Mutability of function arguments?

bonono at gmail.com bonono at gmail.com
Thu Dec 8 05:23:08 CET 2005


Mike Meyer wrote:
> bonono at gmail.com writes:
> > Mike Meyer wrote:
> >> "ex_ottoyuhr" <ex_ottoyuhr at hotmail.com> writes:
> >> > I'm trying to create a function that can take arguments, say, foo and
> >> > bar, and modify the original copies of foo and bar as well as its local
> >> > versions -- the equivalent of C++ funct(&foo, &bar).
> >>
> >> C++'s '&' causes an argument to be passed by reference. Python does
> >> that with all arguments.

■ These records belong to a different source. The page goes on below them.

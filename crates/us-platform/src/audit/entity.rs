//! Audit Event Entity
//!
//! One event is recorded per audited mutation request: who did it, what was
//! requested, how the request ended, and the record before and after.

use std::fmt;
use std::net::SocketAddr;

use axum::extract::{ConnectInfo, Request};
use axum::http::{header::USER_AGENT, Method};
use chrono::{DateTime, Utc};
use serde::{Deserialize, Serialize};
use serde_json::Value;

use crate::auth::ActorIdentity;
use crate::usecase::Change;

const FORWARDED_FOR: &str = "x-forwarded-for";

/// Audit action type, derived from the HTTP method.
#[derive(Debug, Clone, Copy, PartialEq, Eq, Serialize, Deserialize)]
#[serde(rename_all = "lowercase")]
pub enum AuditAction {
    Add,
    Update,
    Delete,
}

impl AuditAction {
    /// POST adds, PUT and PATCH update, DELETE deletes. Reads are not audited.
    pub fn from_method(method: &Method) -> Option<Self> {
        match *method {
            Method::POST => Some(Self::Add),
            Method::PUT | Method::PATCH => Some(Self::Update),
            Method::DELETE => Some(Self::Delete),
            _ => None,
        }
    }

    pub fn as_str(&self) -> &'static str {
        match self {
            Self::Add => "add",
            Self::Update => "update",
            Self::Delete => "delete",
        }
    }
}

impl fmt::Display for AuditAction {
    fn fmt(&self, f: &mut fmt::Formatter<'_>) -> fmt::Result {
        f.write_str(self.as_str())
    }
}

#[derive(Debug, Clone, Copy, PartialEq, Eq, Serialize, Deserialize)]
#[serde(rename_all = "SCREAMING_SNAKE_CASE")]
pub enum EntityType {
    User,
    Role,
}

impl EntityType {
    pub fn as_str(&self) -> &'static str {
        match self {
            Self::User => "USER",
            Self::Role => "ROLE",
        }
    }
}

impl fmt::Display for EntityType {
    fn fmt(&self, f: &mut fmt::Formatter<'_>) -> fmt::Result {
        f.write_str(self.as_str())
    }
}

/// What an audited request is about, known before the handler runs.
#[derive(Debug, Clone, Copy, PartialEq, Eq)]
pub struct AuditEntityScope {
    pub action: AuditAction,
    pub entity_type: EntityType,
}

/// Outcome of a mutation handed from a handler to the audit layer through
/// the response extensions.
#[derive(Debug, Clone, PartialEq, Serialize)]
#[serde(rename_all = "camelCase")]
pub struct EntityChange {
    pub entity_type: EntityType,
    pub entity_id: String,
    pub payload: Option<Value>,
    pub before: Option<Value>,
    pub after: Option<Value>,
}

impl EntityChange {
    pub fn new<T: Serialize>(entity_type: EntityType, entity_id: impl Into<String>, change: &Change<T>) -> Self {
        Self {
            entity_type,
            entity_id: entity_id.into(),
            payload: None,
            before: change.before.as_ref().and_then(to_json),
            after: change.after.as_ref().and_then(to_json),
        }
    }

    /// Attach the request body that produced this change.
    pub fn with_payload<P: Serialize>(mut self, payload: &P) -> Self {
        self.payload = to_json(payload);
        self
    }
}

fn to_json<T: Serialize>(value: &T) -> Option<Value> {
    serde_json::to_value(value).ok()
}

/// Request attributes captured before the handler runs.
#[derive(Debug, Clone, PartialEq, Eq, Serialize)]
#[serde(rename_all = "camelCase")]
pub struct RequestMetadata {
    pub method: String,
    pub path: String,
    pub user_agent: Option<String>,
    pub source_ip: Option<String>,
}

impl RequestMetadata {
    /// The source address is the first `X-Forwarded-For` hop when present,
    /// otherwise the peer address of the connection.
    pub fn from_request(req: &Request) -> Self {
        let headers = req.headers();
        let user_agent = headers
            .get(USER_AGENT)
            .and_then(|v| v.to_str().ok())
            .map(str::to_string);

        let forwarded = headers
            .get(FORWARDED_FOR)
            .and_then(|v| v.to_str().ok())
            .and_then(|v| v.split(',').next())
            .map(str::trim)
            .filter(|v| !v.is_empty())
            .map(str::to_string);

        let source_ip = forwarded.or_else(|| {
            req.extensions()
                .get::<ConnectInfo<SocketAddr>>()
                .map(|ConnectInfo(addr)| addr.ip().to_string())
        });

        Self {
            method: req.method().to_string(),
            path: req.uri().path().to_string(),
            user_agent,
            source_ip,
        }
    }
}

/// A recorded audit event.
#[derive(Debug, Clone, PartialEq, Serialize)]
#[serde(rename_all = "camelCase")]
pub struct AuditEvent {
    pub action: AuditAction,
    pub entity_type: EntityType,
    /// Absent when the handler failed before producing a change
    pub entity_id: Option<String>,
    pub actor: ActorIdentity,
    pub request: RequestMetadata,
    pub status: u16,
    pub latency_ms: u64,
    pub payload: Option<Value>,
    pub before: Option<Value>,
    pub after: Option<Value>,
    pub occurred_at: DateTime<Utc>,
}

#[cfg(test)]
mod tests {
    use super::*;
    use axum::body::Body;

    #[test]
    fn test_action_from_method() {
        assert_eq!(AuditAction::from_method(&Method::POST), Some(AuditAction::Add));
        assert_eq!(AuditAction::from_method(&Method::PUT), Some(AuditAction::Update));
        assert_eq!(AuditAction::from_method(&Method::PATCH), Some(AuditAction::Update));
        assert_eq!(AuditAction::from_method(&Method::DELETE), Some(AuditAction::Delete));
        assert_eq!(AuditAction::from_method(&Method::GET), None);
    }

    #[test]
    fn test_action_labels() {
        assert_eq!(serde_json::to_value(AuditAction::Add).unwrap(), serde_json::json!("add"));
        assert_eq!(serde_json::to_value(AuditAction::Update).unwrap(), serde_json::json!("update"));
        assert_eq!(serde_json::to_value(AuditAction::Delete).unwrap(), serde_json::json!("delete"));
        assert_eq!(AuditAction::Add.to_string(), "add");
        assert_eq!(AuditAction::Delete.as_str(), "delete");
    }

    #[test]
    fn test_entity_change_snapshots() {
        let change = Change::updated(serde_json::json!({"name": "old"}), serde_json::json!({"name": "new"}));
        let entity = EntityChange::new(EntityType::Role, "4", &change).with_payload(&serde_json::json!({"name": "new"}));
        assert_eq!(entity.entity_id, "4");
        assert_eq!(entity.before, Some(serde_json::json!({"name": "old"})));
        assert_eq!(entity.after, Some(serde_json::json!({"name": "new"})));
        assert!(entity.payload.is_some());
    }

    #[test]
    fn test_metadata_prefers_forwarded_for() {
        let mut req = Request::builder()
            .method(Method::POST)
            .uri("/users/accounts?x=1")
            .header(USER_AGENT, "curl/8.0")
            .header(FORWARDED_FOR, "203.0.113.9, 10.0.0.1")
            .body(Body::empty())
            .unwrap();
        req.extensions_mut()
            .insert(ConnectInfo("127.0.0.1:9000".parse::<SocketAddr>().unwrap()));

        let meta = RequestMetadata::from_request(&req);
        assert_eq!(meta.method, "POST");
        assert_eq!(meta.path, "/users/accounts");
        assert_eq!(meta.user_agent.as_deref(), Some("curl/8.0"));
        assert_eq!(meta.source_ip.as_deref(), Some("203.0.113.9"));
    }

    #[test]
    fn test_metadata_falls_back_to_peer_address() {
        let mut req = Request::builder().uri("/users/roles").body(Body::empty()).unwrap();
        req.extensions_mut()
            .insert(ConnectInfo("192.0.2.5:443".parse::<SocketAddr>().unwrap()));
        assert_eq!(RequestMetadata::from_request(&req).source_ip.as_deref(), Some("192.0.2.5"));
    }
}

Any changes you make to the argument in the
> >> function will be seen in the caller unless you explicitly make a copy
> >> to pass.
> >>
> > except when foo and bar are bound to immutable objects.
>
> Wrong.
>
> > In C:
> >
> > int foo=1;
> > int bar=2;
> >
> > void update(int *a, int *b) { *a=3; *b=4}
> >
> > update(&foo, &bar);
>
> Note that this update is using an assignment statement, and thus
> changing the arguments.

void update(int a, int b) { a=3; b=4}

Is this also an assignment statement ?

>
> > In Python:
> >
> > foo=1
> > bar=2
> >
> > def update(a,b): a=3; b=4
> >
> > update(foo,bar)
>
> This update isn't changing the objects, it's rebinding the names in
> the local name space. Since you didn't change the objects, there's no
> change to see in the calling environment.
>
> > Many people from C/C++ background would be tricked for this situation.
>
> That's because they don't understand binding. Any language that has
> bindings instead of has assignments will "trick" them this way.
>
Sure, any language that behave like this would trick them, I am not
saying python is the only one or that there is anything wrong with this
behaviour. I was just saying that it is a situation that they get
tricked, because of their "perception" about "=", especially when they
are told that any change to the arguments are seen by the caller.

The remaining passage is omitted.